Vaccines represent one of the greatest advances in medicine for preventing morbidity and mortality. Therefore, it is essential that patients with MS benefit from them. Vaccination is particularly suitable in this population since infections are known to increase the risk of MS flare-ups11,16 and exacerbate the severity of symptoms. However, a possible association between vaccination and the onset of MS is the source of a decade-long debate. Langer-Gould et al17 found that vaccines may accelerate the transition from subclinical to overt autoimmunity in patients with existing disease. Although the evidence remains inconclusive,18 this debate has spurred doubts and potentially detrimental vaccination hesitancy, highlighting the need for well-conducted large-scale studies to examine the association. While several studies have been conducted on the association between vaccination and MS onset, evidence on the association of vaccination with disease activity (flare-ups) and progression among patients with MS remain scarce. Thus, our aim was to evaluate the association between vaccination and the onset of severe flare-ups in an MS population using data from a health care database that includes the entire French population.

Methods

Access to the System of National Health Databases (SNDS) registry19 and the study protocol were submitted to the Ethical Review Committee of Paris-Ile de France III (Comité de Protection des Personnes Ile de France III) and approved by the French Data Protection Authority (Commission Nationale de l’Informatique et des Libertés). Because the data are anonymous, no patient informed consent is required for studies based on SNDS data. All procedures involving human participants were conducted in accordance with the Declaration of Helsinki20 and its amendments.
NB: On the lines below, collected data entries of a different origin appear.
// Copyright (c) 2025 Jonathan Fontanez
// SPDX-License-Identifier: BUSL-1.1

use crate::core::PixelFormat;

/// Frame as delivered by the device, still owned by its acquisition queue.
///
/// Rows are `stride` bytes apart; the buffer holds
/// `height + y_padding` rows, each carrying `x_padding` trailing pixels
/// beyond the logical width.
#[derive(Debug, Clone, PartialEq)]
pub struct RawFrame {
    /// Device-assigned sequence number, used to match releases.
    pub frame_id: u64,
    /// Monotonic timestamp in nanoseconds.
    pub timestamp_ns: i64,
    pub format: PixelFormat,
    pub width: u32,
    pub height: u32,
    pub x_padding: u32,
    pub y_padding: u32,
    /// Bytes per row including padding. Zero for compressed formats.
    pub stride: usize,
    pub data: Vec<u8>,
    /// Transfer lost or corrupted part of the image.
    pub incomplete: bool,
}

impl RawFrame {
    /// Packed frame without padding.
    pub fn packed(
        frame_id: u64,
        format: PixelFormat,
        width: u32,
        height: u32,
        data: Vec<u8>,
    ) -> Self {
        let stride = format
            .bytes_per_pixel()
            .map(|bpp| width as usize * bpp)
            .unwrap_or(0);
        Self {
            frame_id,
            timestamp_ns: 0,
            format,
            width,
            height,
            x_padding: 0,
            y_padding: 0,
            stride,
            data,
            incomplete: false,
        }
    }

    pub fn with_padding(mut self, x_padding: u32, y_padding: u32) -> Self {
        self.x_padding = x_padding;
        self.y_padding = y_padding;
        if let Some(bpp) = self.format.bytes_per_pixel() {
            self.stride = (self.width + x_padding) as usize * bpp;
        }
        self
    }

    pub fn with_timestamp(mut self, timestamp_ns: i64) -> Self {
        self.timestamp_ns = timestamp_ns;
        self
    }

    pub fn mark_incomplete(mut self) -> Self {
        self.incomplete = true;
        self
    }

    pub fn is_incomplete(&self) -> bool {
        self.incomplete
    }

    /// Bytes a complete buffer must hold, `None` for compressed formats.
    pub fn expected_len(&self) -> Option<usize> {
        self.format.bytes_per_pixel()?;
        Some(self.stride * (self.height + self.y_padding) as usize)
    }
}

/// Deep copy of a frame converted to BGR8.
///
/// Keeps the source padding so the preview can wrap the buffer with the
/// padded stride, the same way the device laid it out.
#[derive(Debug, Clone, PartialEq)]
pub struct ConvertedFrame {
    pub frame_id: u64,
    pub timestamp_ns: i64,
    pub width: u32,
    pub height: u32,
    pub x_padding: u32,
    pub y_padding: u32,
    /// Bytes per row: `(width + x_padding) * 3`.
    pub stride: usize,
    pub data: Vec<u8>,
}

impl ConvertedFrame {
    pub const BYTES_PER_PIXEL: usize = 3;

    /// Zero-filled BGR8 frame with the given geometry.
    pub fn blank(frame_id: u64, width: u32, height: u32, x_padding: u32, y_padding: u32) -> Self {
        let stride = (width + x_padding) as usize * Self::BYTES_PER_PIXEL;
        Self {
            frame_id,
            timestamp_ns: 0,
            width,
            height,
            x_padding,
            y_padding,
            stride,
            data: vec![0; stride * (height + y_padding) as usize],
        }
    }

    pub fn format(&self) -> PixelFormat {
        PixelFormat::Bgr8
    }

    pub fn padded_width(&self) -> u32 {
        self.width + self.x_padding
    }

    pub fn padded_height(&self) -> u32 {
        self.height + self.y_padding
    }

    /// Logical pixels of row `y`, padding excluded.
    pub fn row(&self, y: u32) -> &[u8] {
        let start = y as usize * self.stride;
        &self.data[start..start + self.width as usize * Self::BYTES_PER_PIXEL]
    }

    pub(crate) fn row_mut(&mut self, y: u32) -> &mut [u8] {
        let start = y as usize * self.stride;
        let len = self.width as usize * Self::BYTES_PER_PIXEL;
        &mut self.data[start..start + len]
    }

    /// `[b, g, r]` at `(x, y)`.
    pub fn pixel(&self, x: u32, y: u32) -> [u8; 3] {
        let i = y as usize * self.stride + x as usize * Self::BYTES_PER_PIXEL;
        [self.data[i], self.data[i + 1], self.data[i + 2]]
    }

    /// Tightly packed RGB8 copy of the logical image, as JPEG encoders expect.
    pub fn to_rgb_packed(&self) -> Vec<u8> {
        let mut out = Vec::with_capacity(self.width as usize * self.height as usize * 3);
        for y in 0..self.height {
            for bgr in self.row(y).chunks_exact(3) {
                out.extend_from_slice(&[bgr[2], bgr[1], bgr[0]]);
            }
        }
        out
    }
}

#[cfg(test)]
mod tests {
    use super::*;

    #[test]
    fn test_padded_stride() {
        let frame = RawFrame::packed(1, PixelFormat::Mono8, 4, 2, vec![0; 12]).with_padding(2, 0);
        assert_eq!(frame.stride, 6);
        assert_eq!(frame.expected_len(), Some(12));

        let mjpeg = RawFrame::packed(2, PixelFormat::Mjpeg, 4, 2, vec![0xFF, 0xD8]);
        assert_eq!(mjpeg.stride, 0);
        assert_eq!(mjpeg.expected_len(), None);
    }

    #[test]
    fn test_rgb_packing_skips_padding() {
        let mut frame = ConvertedFrame::blank(0, 2, 1, 1, 1);
        assert_eq!(frame.stride, 9);
        assert_eq!(frame.data.len(), 18);

        frame.row_mut(0).copy_from_slice(&[1, 2, 3, 4, 5, 6]);
        frame.data[6] = 99; // padding pixel
        assert_eq!(frame.to_rgb_packed(), vec![3, 2, 1, 6, 5, 4]);
        assert_eq!(frame.pixel(1, 0), [4, 5, 6]);
    }
}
The international regulations for personal data protection (ie, the General Data Protection Regulation) were also followed.21 This cohort study followed the Strengthening the Reporting of Observational Studies in Epidemiology (STROBE) reporting guideline.22

Data Source and Study Population

The SNDS23 covers more than 99% of French residents, about 65 million people, and links claims to the national hospital discharge database (which records all hospital stays along with the principal, associated, and related diagnoses) and death records.24 Diagnoses are recorded for acute and long-term hospital care as well as emergency hospital visits. In addition, patients with MS have a validated special status of affection de longue dureé (ALD, or long-term disease) with a designated MS-ALD code. The date when this code was assigned establishes the date since the onset of the disease. The MS-ALD code is specific as it is based on the medical information provided by board-certified treating physicians and is audited by the national insurance’s medical services. We obtained an SNDS extract of 133 154 patients with at least 1 MS diagnosis between January 1, 2007, and December 31, 2017, and we collected the lifetime MS-ALD codes for all of the patients included in the analysis. We included only patients who were followed up for at least 12 months and who had no periods of 24 months or more without any record.

The MS cohort included 106 523 patients from the source population of the SNDS who presented at any time during the study period with either (1) an active MS-ALD code plus at least 1 hospital discharge with an International Statistical Classification of Diseases and Related Health Problems, Tenth Revision (ICD-10) code for MS (G35), (2) an active MS-ALD code and at least 2 prescription fills of an MS disease-modifying therapy in a given year (eTable 1 in Supplement 1), (3) at least 1 hospital discharge with an ICD-10 code for MS and at least 2 prescription fills of an MS disease-modifying therapy in any given year, or (4) 2 hospital discharges with an ICD-10 code for MS. Participants were considered as having incident MS when no MS-related event was reported for at least 24 months after their first record in the database and no MS-ALD code was noted in the full database; all other participants were considered part of an MS prevalence group. Events related to MS considered for incidence were hospitalization for a general or a specific MS disorder (eTable 2 in Supplement 1); any MS disease-modifying therapy (eTable 1 in Supplement 1); any visits to a neurologist, an ophthalmologist, or an outpatient clinic followed with a prescription fill of high-dose corticosteroid therapy; and any specific imaging, such as magnetic resonance imaging (MRI) of the brain or spinal cord.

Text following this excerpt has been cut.